(Stored items)
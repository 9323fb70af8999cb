pub mod apply;
pub mod status;
pub mod tasks;
pub mod toggle;

use anyhow::Result;
use colored::Colorize;
use declarative::queue;

use crate::Context;
use crate::app::App;
use crate::progress;
use crate::ui;

/// Load config and overrides and scan the system behind a spinner
pub async fn load(ctx: &Context) -> Result<App> {
    let pb = (!ctx.quiet).then(|| progress::spinner("Scanning system..."));
    let result = App::bootstrap().await;
    if let Some(pb) = &pb {
        match &result {
            Ok(_) => progress::finish_success(pb, "System scanned"),
            Err(_) => progress::finish_error(pb, "Scan failed"),
        }
    }
    result
}

/// One line about what is queued
pub fn print_queue_summary(app: &App) {
    let count = queue::lock(&app.queue).count();
    if count == 0 {
        ui::dim("No tasks queued");
    } else {
        ui::dim(&format!(
            "{count} task(s) queued, {} to review, {} to run",
            "rani tasks".bold(),
            "rani apply".bold()
        ));
    }
}
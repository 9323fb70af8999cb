//! Error types for shell sessions.

use thiserror::Error;

/// Errors raised by [`CommandSession`](crate::CommandSession) and
/// [`SessionPool`](crate::SessionPool).
#[derive(Debug, Error)]
pub enum SessionError {
    /// The interpreter could not be launched, exited before becoming
    /// ready, or the elevation prompt was refused
    #[error("failed to start {program}: {message}")]
    Spawn {
        /// Program that was launched (the elevator when escalated)
        program: String,
        /// What went wrong
        message: String,
    },

    /// `write_line` was called before `start` succeeded
    #[error("session has not been started")]
    NotStarted,

    /// The interpreter has already exited
    #[error("session has already exited")]
    Closed,

    /// Other I/O failure while talking to the interpreter
    #[error(transparent)]
    Io(#[from] std::io::Error),
}

/// Result type for session operations.
pub type Result<T> = std::result::Result<T, SessionError>;
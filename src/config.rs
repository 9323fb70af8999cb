use anyhow::{Context, Result};
use serde::{Deserialize, Serialize};
use shellkit::{ElevatorKind, SessionSettings};
use std::fs;
use std::path::Path;
use std::time::Duration;

use crate::paths;

/// Name of the config file inside the config directory
pub const CONFIG_FILE: &str = "config.toml";

// ============================================================================
// Config Structures
// ============================================================================

/// `config.toml`
#[derive(Debug, Clone, PartialEq, Eq, Serialize, Deserialize)]
#[serde(default)]
pub struct RaniConfig {
    /// Account whose groups and login shell are managed
    pub user: String,
    /// How the escalated session is elevated
    pub elevator: ElevatorKind,
    pub session: SessionConfig,
}

/// `[session]` table
#[derive(Debug, Clone, PartialEq, Eq, Serialize, Deserialize)]
#[serde(default)]
pub struct SessionConfig {
    pub interpreter: String,
    pub args: Vec<String>,
    pub startup_timeout_secs: u64,
    pub stop_grace_secs: u64,
    /// Task completion polling interval
    pub poll_interval_ms: u64,
    /// Chunks buffered per output subscriber
    pub output_capacity: usize,
}

impl Default for SessionConfig {
    fn default() -> Self {
        let settings = SessionSettings::default();
        Self {
            interpreter: settings.interpreter,
            args: settings.args,
            startup_timeout_secs: settings.startup_timeout.as_secs(),
            stop_grace_secs: settings.stop_grace.as_secs(),
            poll_interval_ms: 500,
            output_capacity: shellkit::bus::DEFAULT_CAPACITY,
        }
    }
}

impl Default for RaniConfig {
    fn default() -> Self {
        Self {
            user: default_user(),
            elevator: ElevatorKind::default(),
            session: SessionConfig::default(),
        }
    }
}

fn default_user() -> String {
    std::env::var("USER")
        .or_else(|_| std::env::var("LOGNAME"))
        .unwrap_or_else(|_| "root".to_string())
}

impl SessionConfig {
    pub fn settings(&self) -> SessionSettings {
        SessionSettings {
            interpreter: self.interpreter.clone(),
            args: self.args.clone(),
            startup_timeout: Duration::from_secs(self.startup_timeout_secs),
            stop_grace: Duration::from_secs(self.stop_grace_secs),
        }
    }

    pub fn poll_interval(&self) -> Duration {
        Duration::from_millis(self.poll_interval_ms.max(10))
    }
}

impl RaniConfig {
    /// Load `config.toml` from the config directory; missing file gives defaults
    pub fn load() -> Result<Self> {
        let path = paths::config_dir()?.join(CONFIG_FILE);
        Self::load_from(&path)
    }

    pub fn load_from(path: &Path) -> Result<Self> {
        if !path.exists() {
            log::debug!("No config at {}, using defaults", path.display());
            return Ok(Self::default());
        }

        let content = fs::read_to_string(path)
            .with_context(|| format!("Could not read {}", path.display()))?;
        let config: Self = toml::from_str(&content)
            .with_context(|| format!("Invalid config format: {}", path.display()))?;

        declarative::validate_name(declarative::ResourceKind::Group, &config.user)
            .with_context(|| format!("Invalid user in {}", path.display()))?;

        log::debug!("Loaded config from {}", path.display());
        Ok(config)
    }
}

// ============================================================================
// Tests
// ============================================================================
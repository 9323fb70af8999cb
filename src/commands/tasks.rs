//! `rani tasks` - show queued scripts without running them

use colored::Colorize;
use declarative::{Task, queue};

use crate::app::App;
use crate::ui;

/// Queued tasks in run order, each followed by a rule
pub fn render_scripts(tasks: &[Task]) -> String {
    let mut out = String::new();
    for task in tasks {
        let level = if task.requires_privilege {
            "escalated"
        } else {
            "normal"
        };
        out.push_str(&format!(
            "{} {} [{}] (priority {})\n",
            task.icon,
            task.display_name.bold(),
            level,
            task.priority
        ));
        out.push_str(task.script.trim_end());
        out.push('\n');
        out.push_str(&ui::rule().dimmed().to_string());
        out.push('\n');
    }
    out
}

pub fn run(app: &App) {
    let tasks = queue::lock(&app.queue).sorted();
    ui::header("Queued Tasks");
    if tasks.is_empty() {
        ui::success("Nothing queued");
        return;
    }
    println!();
    print!("{}", render_scripts(&tasks));
}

AIM OF THE TASK
Of the lines above, show those in which "content" appears.

SOLUTION TO THE PROBLEM
        let content = fs::read_to_string(path)
        let config: Self = toml::from_str(&content)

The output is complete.